法務省によると、保護された4人が脱北者だと確認された場合、かつて在日朝鮮人と結婚して北朝鮮に渡った「日本人妻」なら、日本国籍を保有し、日本滞在が認められる。元在日朝鮮人の場合も、過去に永住権を持っていたため、滞在が認められる可能性がある。
北朝鮮国籍の場合、経済的困窮を理由に脱北した「経済難民」であれば保護義務はないが、法務省幹部は「人道的見地から保護が必要と判断すれば、法相による在留特別許可や上陸特別許可で、国内滞在を認めることもある」としている。
一方、政府関係者は「最近、日本に不法滞在して摘発された中国北東部の朝鮮族が『脱北者だ』と主張する事例が多い。朝鮮語を話すが、調べると中国人だというものだ。本当に脱北者なのかどうか見極めが必要だ」と指摘している。
(02日15時06分)産経:青森に国籍不明の船 男性3人、女性1人が乗船(Web魚拓)
産経の初報。生活苦に関する供述や毒薬所持の事実のほか、過去のボートピープルの事例などが紹介されている。
(02日20時41分)毎日:<脱北者>海保に衝撃 小型木造船でレーダー捕らえず?(Web魚拓)
ネット上では、海上保安庁が脱北者が乗ってきた木造小型船を補足できなかったことから、脱北者を装った工作員の可能性が注目されている。上記の毎日記事では、海保の巡視船の能力や幹部の言い分などが紹介されている。
海保は、99年の能登半島沖不審船事件をきっかけに、速力・航続距離を大幅に伸ばした高速特殊警備船を導入。11隻が就役し、日本海を中心に哨戒活動を続けている。また新潟県や福井県の原子力発電所にはテロ対策として巡視船を常駐させてきた。
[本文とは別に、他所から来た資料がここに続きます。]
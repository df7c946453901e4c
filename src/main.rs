//! CLI front end for the PLDM firmware update package codec.
//!
//! Argument parsing, path plumbing and logging live here; the traversal
//! logic itself is in [`pldm_fwpkg`].

use std::path::PathBuf;
use std::process::ExitCode;

use clap::{Parser, ValueEnum};
use log::{error, info};

use pldm_fwpkg::{error_inject, repack, unpack, FaultMode};

#[derive(Clone, Copy, Debug, ValueEnum)]
enum Mode {
    Unpack,
    Repack,
}

#[derive(Clone, Copy, Debug, ValueEnum)]
enum Fault {
    Descriptor,
    #[value(alias = "uuid")]
    Uuid,
    Image,
    Signkey,
    Largefile,
}

impl From<Fault> for FaultMode {
    fn from(f: Fault) -> Self {
        match f {
            Fault::Descriptor => FaultMode::Descriptor,
            Fault::Uuid => FaultMode::Uuid,
            Fault::Image => FaultMode::Image,
            Fault::Signkey => FaultMode::Signkey,
            Fault::Largefile => FaultMode::Largefile,
        }
    }
}

/// Unpack, repack, or fault-inject a PLDM (DSP0267) firmware update package
#[derive(Parser)]
#[command(author, version, about, long_about = None)]
struct Cli {
    /// Input .fwpkg file (required for unpack and error injection)
    #[clap(short = 'F', long = "fwpkg")]
    fwpkg: Option<PathBuf>,

    /// Spec version to interpret the package against
    #[clap(short = 'S', long = "spec", default_value = "pldm_spec_1.0.0")]
    spec: String,

    /// Pipeline to run: unpack or repack
    #[clap(short = 'N', long = "mode", value_enum)]
    mode: Option<Mode>,

    /// Fault-injection mode; implies unpack, mutate, repack
    #[clap(short = 'E', long = "error", value_enum)]
    error: Option<Fault>,

    /// Dump header.json only, skip image/trailing extraction
    #[clap(short = 'D', long = "dump-header", action)]
    dump_header: bool,

    /// Output directory for unpack/, repack/ and diagnostic files
    #[clap(short = 'O', long = "output", default_value = ".")]
    output: PathBuf,
}

fn main() -> ExitCode {
    let env = env_logger::Env::default().default_filter_or("info");
    env_logger::Builder::from_env(env).init();

    let cli = Cli::parse();

    if let Some(fault) = cli.error {
        return match require_input(&cli.fwpkg) {
            Ok(input) => run_error_inject(input, &cli.spec, &cli.output, fault.into()),
            Err(code) => code,
        };
    }

    if cli.dump_header {
        return match require_input(&cli.fwpkg) {
            Ok(input) => run_unpack(input, &cli.spec, &cli.output, true),
            Err(code) => code,
        };
    }

    match cli.mode {
        Some(Mode::Unpack) | None => match require_input(&cli.fwpkg) {
            Ok(input) => run_unpack(input, &cli.spec, &cli.output, false),
            Err(code) => code,
        },
        Some(Mode::Repack) => run_repack(&cli.spec, &cli.output),
    }
}

fn require_input(fwpkg: &Option<PathBuf>) -> Result<&PathBuf, ExitCode> {
    fwpkg.as_ref().ok_or_else(|| {
        error!("-F/--fwpkg is required for this mode");
        ExitCode::FAILURE
    })
}

fn run_unpack(input: &PathBuf, spec: &str, output: &PathBuf, dump_header: bool) -> ExitCode {
    info!("Unpacking {} ({spec})...", input.display());
    match unpack(input, spec, output, dump_header) {
        Ok(report) => {
            println!("Unpacked to {}", report.unpack_dir.display());
            if report.compliant() {
                println!("CRC matches. Package is PLDM compliant.");
            } else {
                println!("CRC mismatch detected. Package is NOT PLDM compliant.");
                println!("  header checksum match:  {}", report.header_crc_match);
                if let Some(payload_ok) = report.payload_crc_match {
                    println!("  payload checksum match: {payload_ok}");
                }
            }
            ExitCode::SUCCESS
        }
        Err(e) => {
            error!("unpack failed: {e}");
            ExitCode::FAILURE
        }
    }
}

fn run_repack(spec: &str, output: &PathBuf) -> ExitCode {
    info!("Repacking from {} ({spec})...", output.display());
    match repack(output, spec) {
        Ok(path) => {
            println!("Repacked file available at {}", path.display());
            ExitCode::SUCCESS
        }
        Err(e) => {
            error!("repack failed: {e}");
            ExitCode::FAILURE
        }
    }
}

fn run_error_inject(input: &PathBuf, spec: &str, output: &PathBuf, mode: FaultMode) -> ExitCode {
    info!("Injecting {mode:?} fault into {} ({spec})...", input.display());
    match error_inject(input, spec, output, mode) {
        Ok(path) => {
            println!("Corrupted package available at {}", path.display());
            ExitCode::SUCCESS
        }
        Err(e) => {
            error!("error injection failed: {e}");
            ExitCode::FAILURE
        }
    }
}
巡視船は通常、半径約45〜90キロの範囲を映すレーダーを使って不審な船がないかを捜索している。しかし、船の高さが低い船や小型木造船はレーダーに映りにくい。漂着船は、長さ約7・3メートル、高さ約1メートルと小型だったため、捕捉できなかったとみられる。
今回の漂着船は事件後の海保の捜索でも大型の母船の影がなかったため、小型船は単独で青森県に漂着したとみられる。海保幹部は「今回は不審船ではないようだが、詳しい経路を調べるなど情報を集め、今後に生かしたい」と話している。【長谷川豊】
(02日20時48分)毎日:<脱北者>青森に漂着の男女4人、北朝鮮の公民証を所持(Web魚拓)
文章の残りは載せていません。